43% de défaites, 1,15 point par match : la médiocrité en chiffres
Le constat statistique est brutal. Sur 506 matchs de Ligue 1 disputés sous l’ère Kita, les Canaris ont perdu 218 fois, soit 43,1% des rencontres. Seulement 148 victoires (29,2%) et 140 nuls (27,7%). Une moyenne de 1,15 point par match, très en dessous du niveau attendu pour un club de cette stature historique.
Sur le plan offensif, 518 buts inscrits pour 672 encaissés. Une différence de -154 qui illustre une équipe structurellement fragile défensivement, incapable de trouver la régularité nécessaire pour s’imposer durablement dans le haut de tableau de Ligue 1.
23 entraîneurs en 19 ans : l’instabilité comme marque de fabrique de Waldemar Kita
C’est peut-être le chiffre le plus révélateur de tous. Depuis août 2007, 23 entraîneurs différents ont siégé sur le banc nantais. Soit plus d’un par saison en moyenne. Une instabilité chronique qui empêche tout projet sportif de se construire dans la durée et qui reflète une gouvernance agitée, parfois incompréhensible.
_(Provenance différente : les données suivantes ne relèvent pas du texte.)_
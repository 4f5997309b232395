//! Employee row.

use serde::Serialize;
use sqlx::FromRow;

use bizdir_core::employee::EmployeeRecord;
use bizdir_core::types::{DbId, Timestamp};

/// A row from the `employees` table.
#[derive(Debug, Clone, Serialize, FromRow)]
pub struct EmployeeRow {
    pub id: DbId,
    pub link: String,
    pub language_id: DbId,
    pub category_id: DbId,
    pub job_title_id: DbId,
    pub active: bool,
    pub name: String,
    pub description: Option<String>,
    pub linkedin: Option<String>,
    pub instagram: Option<String>,
    pub facebook: Option<String>,
    pub twitter: Option<String>,
    pub og_image: Option<String>,
    pub created_at: Timestamp,
    pub updated_at: Timestamp,
}

impl From<EmployeeRow> for EmployeeRecord {
    fn from(row: EmployeeRow) -> Self {
        EmployeeRecord {
            id: row.id,
            link: row.link,
            language_id: row.language_id,
            category_id: row.category_id,
            job_title_id: row.job_title_id,
            active: row.active,
            name: row.name,
            description: row.description,
            linkedin: row.linkedin,
            instagram: row.instagram,
            facebook: row.facebook,
            twitter: row.twitter,
            og_image: row.og_image,
            created_at: row.created_at,
            updated_at: row.updated_at,
        }
    }
}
Parmi ces 23 techniciens, certains sont restés quelques mois à peine, d’autres ont essayé de construire quelque chose sans jamais en avoir le temps. Cette valse permanente des entraîneurs est l’une des principales raisons pour lesquelles Nantes n’a jamais réussi à capitaliser sur ses bons moments pour s’installer durablement dans le top du championnat.
La descente probable, épilogue logique d’une présidence manquée
Aujourd’hui, le FC Nantes est 17e de Ligue 1 avec cinq points de retard sur le barragiste Auxerre à quatre journées de la fin. Une descente qui serait la conclusion logique de 19 ans d’une gestion erratique. Le club aux cinq étoiles de champion, l’un des plus titrés de France, se rapproche d’une Ligue 2 qu’il n’a plus connue depuis des années.
Waldemar Kita figure lui-même dans le classement Transfermarkt des présidents les plus longévifs du football français avec 786 matchs toutes compétitions confondues. Une longévité qui n’a pas rimé avec succès sportif : un seul trophée sous son règne, la Coupe de France 2022. Un palmarès bien maigre pour près de deux décennies aux commandes d’un club de cette dimension.
Le bilan est là, froid et sans appel. 506 matchs de Ligue 1, 23 entraîneurs, -154 en différence de buts et une descente imminente. L’histoire retiendra que Waldemar Kita a duré, mais pas qu’il a réussi.